Many a still night, coming home from fishing, when the sea is calm and the winds blow soft and low, they have heard the voice of the sea captain's wife crying out from the castle as they sail by. Then, from somewhere in the sea, they hear the sea captain reply.

“Do you not love me,
mo graidh?
” she cries.

“I love you,
nighean mhúirninn,
” he answers.

But between them forever, keeping them apart in death as in life, is the sea captain's first love, the sea.

The Man Who Missed the
Tay Bridge Train

MANY a queer tale is told about ghosts and witches and demons and suchlike things, and what truth there is in them only the folk who tell them know. But there is one tale about a happening that was not ordinary at all, and the old man who tells it can vouch for it because he was acquainted with the two men it happened to, and when he was a lad, it was one of them who himself told the old man how it came about.

There were two crofts lying side by side on a Scottish hillside, and the families who lived upon each croft were not only neighbors to each other but very close friends, being cousins two or three times removed.

Upon a frosty autumn night there was a bairn born to each crofter and his wife at each of these crofts, and a messenger was sent out from each house to inform their neighbor of the event. The two messengers met each other halfway in their journey across the fields and, upon comparing notes, discovered that the two babes were not only born upon the same day, but at the selfsame minute of the selfsame hour. And that was a strange thing, to be sure.

The two bairns thrived and were duly christened Robert and Thomas, for the two great Scots, Robert Bruce and Thomas Randolph, heroes of Bannockburn, but Rab and Tam were the names folk always called them by. Whether it was because of the coincidence of the time of their births or because of some special affinity between them, as soon as they were of an age to play about they were always to be found together. Own brothers could not have been closer to each other in affection than wee Rab and wee Tam.
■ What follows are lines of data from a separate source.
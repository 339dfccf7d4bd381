// Licensed to the Apache Software Foundation (ASF) under one
// or more contributor license agreements.  See the NOTICE file
// distributed with this work for additional information
// regarding copyright ownership.  The ASF licenses this file
// to you under the Apache License, Version 2.0 (the
// "License"); you may not use this file except in compliance
// with the License.  You may obtain a copy of the License at
//
//   http://www.apache.org/licenses/LICENSE-2.0
//
// Unless required by applicable law or agreed to in writing,
// software distributed under the License is distributed on an
// "AS IS" BASIS, WITHOUT WARRANTIES OR CONDITIONS OF ANY
// KIND, either express or implied.  See the License for the
// specific language governing permissions and limitations
// under the License.

//! The GPU job row and its state machine

use std::fmt;

use chrono::{DateTime, Utc};
use serde::{Deserialize, Serialize};
use uuid::Uuid;

/// Lifecycle state of a GPU job.
///
/// Status only ever advances along
/// `QUEUED -> DISPATCHED -> RUNNING -> {SUCCEEDED, FAILED}` plus the two
/// recovery edges: `DISPATCHED -> QUEUED` (orphan revert, token cleared)
/// and `DISPATCHED -> FAILED` (dispatch gave up). There are no other
/// back-edges and terminal states are immutable.
#[derive(Debug, Clone, Copy, PartialEq, Eq, Hash, Serialize, Deserialize)]
#[serde(rename_all = "SCREAMING_SNAKE_CASE")]
pub enum JobStatus {
    Queued,
    Dispatched,
    Running,
    Succeeded,
    Failed,
}

impl JobStatus {
    pub fn is_terminal(&self) -> bool {
        matches!(self, JobStatus::Succeeded | JobStatus::Failed)
    }

    pub fn is_in_flight(&self) -> bool {
        matches!(self, JobStatus::Dispatched | JobStatus::Running)
    }

    /// Allowed edges of the job state machine.
    pub fn can_advance_to(&self, next: JobStatus) -> bool {
        matches!(
            (self, next),
            (JobStatus::Queued, JobStatus::Dispatched)
                | (JobStatus::Dispatched, JobStatus::Running)
                | (JobStatus::Dispatched, JobStatus::Queued)
                | (JobStatus::Dispatched, JobStatus::Failed)
                | (JobStatus::Running, JobStatus::Succeeded)
                | (JobStatus::Running, JobStatus::Failed)
        )
    }
}

impl fmt::Display for JobStatus {
    fn fmt(&self, f: &mut fmt::Formatter) -> fmt::Result {
        let s = match self {
            JobStatus::Queued => "QUEUED",
            JobStatus::Dispatched => "DISPATCHED",
            JobStatus::Running => "RUNNING",
            JobStatus::Succeeded => "SUCCEEDED",
            JobStatus::Failed => "FAILED",
        };
        write!(f, "{s}")
    }
}

/// A concrete GPU capacity group. `auto` never appears here: once a job
/// leaves `QUEUED` it has been pinned to one of these.
#[derive(Debug, Clone, Copy, PartialEq, Eq, Hash, Serialize, Deserialize)]
#[serde(rename_all = "lowercase")]
pub enum GpuPool {
    T4,
    Mig,
}

impl fmt::Display for GpuPool {
    fn fmt(&self, f: &mut fmt::Formatter) -> fmt::Result {
        match self {
            GpuPool::T4 => write!(f, "t4"),
            GpuPool::Mig => write!(f, "mig"),
        }
    }
}

/// What the client asked for at submission time.
#[derive(Debug, Clone, Copy, PartialEq, Eq, Hash, Serialize, Deserialize)]
#[serde(rename_all = "lowercase")]
pub enum PoolRequest {
    T4,
    Mig,
    Auto,
}

impl fmt::Display for PoolRequest {
    fn fmt(&self, f: &mut fmt::Formatter) -> fmt::Result {
        match self {
            PoolRequest::T4 => write!(f, "t4"),
            PoolRequest::Mig => write!(f, "mig"),
            PoolRequest::Auto => write!(f, "auto"),
        }
    }
}

/// `shared` coexists with other shared jobs on a time-sliced T4;
/// `exclusive` requires no concurrent shared jobs while in flight.
/// `isolated` is accepted on input as an alias for `exclusive`.
#[derive(Debug, Clone, Copy, PartialEq, Eq, Hash, Serialize, Deserialize)]
#[serde(rename_all = "lowercase")]
pub enum IsolationLevel {
    Shared,
    #[serde(alias = "isolated")]
    Exclusive,
}

impl fmt::Display for IsolationLevel {
    fn fmt(&self, f: &mut fmt::Formatter) -> fmt::Result {
        match self {
            IsolationLevel::Shared => write!(f, "shared"),
            IsolationLevel::Exclusive => write!(f, "exclusive"),
        }
    }
}

/// A single asynchronous GPU job row. This is the central entity of the
/// control plane; every transition is a conditional update in the store
/// guarded by the current `status` and, once dispatched, the
/// `dispatch_token`.
#[derive(Debug, Clone, Serialize, Deserialize)]
pub struct GpuJob {
    pub job_id: Uuid,

    // Tenancy, immutable after creation
    pub tenant_id: Uuid,
    pub project_id: Uuid,

    // Request
    pub gpu_pool_requested: PoolRequest,
    pub isolation_level: IsolationLevel,
    pub priority: i32,
    pub target_url: String,
    pub request_json: serde_json::Value,

    // Scheduling annotations
    pub gpu_pool_assigned: Option<GpuPool>,
    pub dispatch_token: Option<Uuid>,
    pub dispatch_attempts: u32,
    pub dispatched_at: Option<DateTime<Utc>>,

    // Execution
    pub status: JobStatus,
    pub response_json: Option<serde_json::Value>,
    pub error: Option<String>,
    pub started_at: Option<DateTime<Utc>>,
    pub finished_at: Option<DateTime<Utc>>,

    pub requested_at: DateTime<Utc>,
    pub updated_at: DateTime<Utc>,
}

impl GpuJob {
    /// A fresh `QUEUED` row with a server-generated id.
    pub fn new_queued(
        tenant_id: Uuid,
        project_id: Uuid,
        gpu_pool_requested: PoolRequest,
        isolation_level: IsolationLevel,
        priority: i32,
        target_url: String,
        request_json: serde_json::Value,
    ) -> Self {
        let now = Utc::now();
        Self {
            job_id: Uuid::new_v4(),
            tenant_id,
            project_id,
            gpu_pool_requested,
            isolation_level,
            priority,
            target_url,
            request_json,
            gpu_pool_assigned: None,
            dispatch_token: None,
            dispatch_attempts: 0,
            dispatched_at: None,
            status: JobStatus::Queued,
            response_json: None,
            error: None,
            started_at: None,
            finished_at: None,
            requested_at: now,
            updated_at: now,
        }
    }
}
When they grew a bit older they went to the village school together, with their pieces to eat at midday in their pockets and their satchels holding their school books hung over their shoulders. From the village school they passed on to the grammar school in the market town beyond the village, traveling the miles there and back on their shaggy moorland ponies, side by side.

Rab was the first son in a family otherwise all lassies, and Tam the least one a family of seven sons. For those reasons the two laddies were maybe indulged more than they might have been in any other case. They both were let follow their own inclinations as far as the spending of their time was concerned, so after school and on holidays they roamed together over the hills and moors and through the glens and corries. They tickled the laird's salmon and snared his hares and baited his gamekeeper. They were an annoyance to the gentry for miles around, raiding their orchards and coaxing their dogs away to join them in their fun. They kept the sedate and sober villagers' heads shaking in reproof at their antics. But there was no harm in the two lads at all, and if their goings-on now and then gave a bit of bother to their parents, it was never serious enough to keep the old folk from sleeping sound of nights.